You seem so have a random named open source project for everything except for actually using your service. This article is crap.

@Dave, this article is not about the Netflix service and was never intended to be.

> this article is not about the Netflix service and was
> never intended to be.

But it *IS* a typical example of a company that is quite happy to *use* open-source, but then turns around and spits on the developers of their tools when they want to use that company's products.

So maybe a different headline would be good? "The open source culture of freedom and responsibility at Netflix" is pretty unambiguous :)

@Erinn: You do know how headlines work and why they are worded a certain way?

Netflix is not a company you associate with open source and whitewashing-openwashing articles like this are nothing more than a fluff job filled with "Why are you so handsome?" type questions.
This read like something I expect to hear ET: "Next, Mary Hart tells us why Open is the new Green. Here on ET."

i have yet to come over from Linux Today links and actually read something worthwhile that isnt PR type writing.
and I dont even set the bar very high. I mean, I read Gizmodo too for pete's sake...

> Netflix is not a company you associate with open source
> and whitewashing-openwashing articles like this are
> nothing more than a fluff job

Well, you have to look at the issue from two aspects. One should applaud companies that use FLOSS and try to give back to the development side. Of course, that is beneficial to them as well since it gives them the benefit of other viewpoints and more eyes on the code, and gives them a larger developer base to hire from.

But these companies *ALSO* have to see FLOSS users as a customer base, one that must have it's needs/wants taken into consideration and addressed. But companies like Netflix would rather you hand them the code then go away. If you have to jump through hoops and hacks to use their products or services, they really couldn't care less.
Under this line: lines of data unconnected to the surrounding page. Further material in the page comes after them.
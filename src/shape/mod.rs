/*!
 * Container Shapes
 *
 * Capability traits describing what a backing collection can do. Adapters are
 * generic over these traits, so one locking discipline covers every
 * collection:
 * - Sequence shapes: `Vec`, `VecDeque`, `LinkedList`
 * - Unique associative shapes: `BTreeMap`, `HashMap`, `BTreeSet`, `HashSet`
 * - Multi associative shapes: `MultiMap`, `MultiSet` over a `KeyIndex`
 *
 * Every method here runs inside a critical section that the adapter already
 * holds; none of them lock anything themselves.
 */

mod keyed;
mod multi;
mod sequence;

pub use multi::{
    BTreeMultiMap, BTreeMultiSet, HashMultiMap, HashMultiSet, KeyIndex, MultiMap, MultiSet,
};

use std::cmp::Ordering;

/// Operations every backing collection supports
pub trait Container {
    /// Number of elements (entries, for maps)
    fn len(&self) -> usize;

    fn is_empty(&self) -> bool {
        self.len() == 0
    }

    /// Remove every element
    fn clear(&mut self);
}

/// Ordered sequence of elements
///
/// Natural order is insertion order; every traversal and search below walks
/// from the front.
pub trait Sequence: Container + Default {
    type Element;

    fn first(&self) -> Option<&Self::Element>;

    fn last(&self) -> Option<&Self::Element>;

    fn push_back(&mut self, element: Self::Element);

    fn pop_back(&mut self) -> Option<Self::Element>;

    /// Visit every element front to back
    fn visit<F>(&self, f: F)
    where
        F: FnMut(&Self::Element);

    /// Index of the first element matching `pred`
    fn position<F>(&self, pred: F) -> Option<usize>
    where
        F: FnMut(&Self::Element) -> bool;

    /// Insert `elements` so the first of them lands at `index`
    ///
    /// `index` must be `<= len()`.
    fn insert_all_at<I>(&mut self, index: usize, elements: I)
    where
        I: IntoIterator<Item = Self::Element>;

    fn remove_at(&mut self, index: usize) -> Option<Self::Element>;

    /// Remove every element matching `pred`, keeping the relative order of the
    /// rest. Returns how many were removed.
    fn remove_where<F>(&mut self, pred: F) -> usize
    where
        F: FnMut(&Self::Element) -> bool;

    fn resize_with<F>(&mut self, len: usize, fill: F)
    where
        F: FnMut() -> Self::Element;

    /// In-place reorder; stability is not guaranteed
    fn sort_by<F>(&mut self, compare: F)
    where
        F: FnMut(&Self::Element, &Self::Element) -> Ordering;
}

/// Sequences with cheap access at both ends
pub trait DoubleEnded: Sequence {
    fn push_front(&mut self, element: Self::Element);

    fn pop_front(&mut self) -> Option<Self::Element>;
}

/// Sequences with positional access
pub trait RandomAccess: Sequence {
    fn element(&self, index: usize) -> Option<&Self::Element>;

    fn element_mut(&mut self, index: usize) -> Option<&mut Self::Element>;
}

/// Sequences with an explicit allocation
pub trait Reservable: Sequence {
    fn capacity(&self) -> usize;

    fn reserve(&mut self, additional: usize);

    fn shrink_to_fit(&mut self);
}

/// Key/value collection
pub trait MapShape: Container {
    type Key;
    type Value;

    /// Insert an entry. Unique shapes return `false` and leave the existing
    /// entry untouched on key collision; multi shapes always insert.
    fn insert_entry(&mut self, key: Self::Key, value: Self::Value) -> bool;

    /// First entry stored under `key`
    fn find_entry(&self, key: &Self::Key) -> Option<(&Self::Key, &Self::Value)>;

    fn count_key(&self, key: &Self::Key) -> usize;

    /// Remove every entry stored under `key`, returning how many were removed
    fn remove_key(&mut self, key: &Self::Key) -> usize;

    fn visit_entries<F>(&self, f: F)
    where
        F: FnMut(&Self::Key, &Self::Value);

    /// Remove every entry matching `pred`, returning how many were removed
    fn remove_where<F>(&mut self, pred: F) -> usize
    where
        F: FnMut(&Self::Key, &Self::Value) -> bool;

    /// Remove and return the first entry, in natural order, matching `pred`
    fn take_entry<F>(&mut self, pred: F) -> Option<(Self::Key, Self::Value)>
    where
        F: FnMut(&Self::Key, &Self::Value) -> bool,
        Self::Key: Clone;
}

/// Maps holding at most one value per key
pub trait UniqueMapShape: MapShape {
    fn value_mut(&mut self, key: &Self::Key) -> Option<&mut Self::Value>;

    /// Insert or overwrite, returning the previous value
    fn upsert(&mut self, key: Self::Key, value: Self::Value) -> Option<Self::Value>;

    /// Value under `key`, creating a default one when missing
    fn value_or_default(&mut self, key: Self::Key) -> &mut Self::Value
    where
        Self::Value: Default;
}

/// Maps holding any number of values per key
pub trait MultiMapShape: MapShape {
    /// All values under `key`, in insertion order; empty when absent
    fn equal_range(&self, key: &Self::Key) -> &[Self::Value];
}

/// Key-only collection
pub trait SetShape: Container {
    type Element;

    /// Insert an element. Unique shapes return `false` on collision.
    fn insert_element(&mut self, element: Self::Element) -> bool;

    /// First stored element equal to `element`
    fn find_element(&self, element: &Self::Element) -> Option<&Self::Element>;

    fn count_element(&self, element: &Self::Element) -> usize;

    fn remove_element(&mut self, element: &Self::Element) -> usize;

    fn visit_elements<F>(&self, f: F)
    where
        F: FnMut(&Self::Element);

    fn remove_where<F>(&mut self, pred: F) -> usize
    where
        F: FnMut(&Self::Element) -> bool;

    fn take_element<F>(&mut self, pred: F) -> Option<Self::Element>
    where
        F: FnMut(&Self::Element) -> bool,
        Self::Element: Clone;
}

/// Sets holding any number of equal elements
pub trait MultiSetShape: SetShape {
    /// All stored elements equal to `element`, in insertion order
    fn equal_range(&self, element: &Self::Element) -> &[Self::Element];
}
Not the attitude we want to encourage (and that bad attitude from these companies goes well otside FLOSS as well).

'nuff said

It is really weird to read OPEN SOURCE and NETFLIX on the same sentence since Netflix refuses to provide their services to paying costumers on FOSS OS's!....
The fact that Netflix uses FOSS on their servers is no surprise!... even Microsoft does! .... LMFAO! .... : )

I certainly would like to have a Netflix client for Linux Desktop as well...

that said, let's point out that the Netflix client runs on Android and ChromeOS, which are both open source, and both build upon the Linux Kernel.

It is important to keep in mind that the, close to 1 billion, Android devices out there, are indeed part of the Linux ecosystem.

True, Luis, so a Linux client should be rather easy to create. "Ecosystem" doesn't do anything for Linux users. Both Netflix and Google throw bits of code over the fence when they feel like it.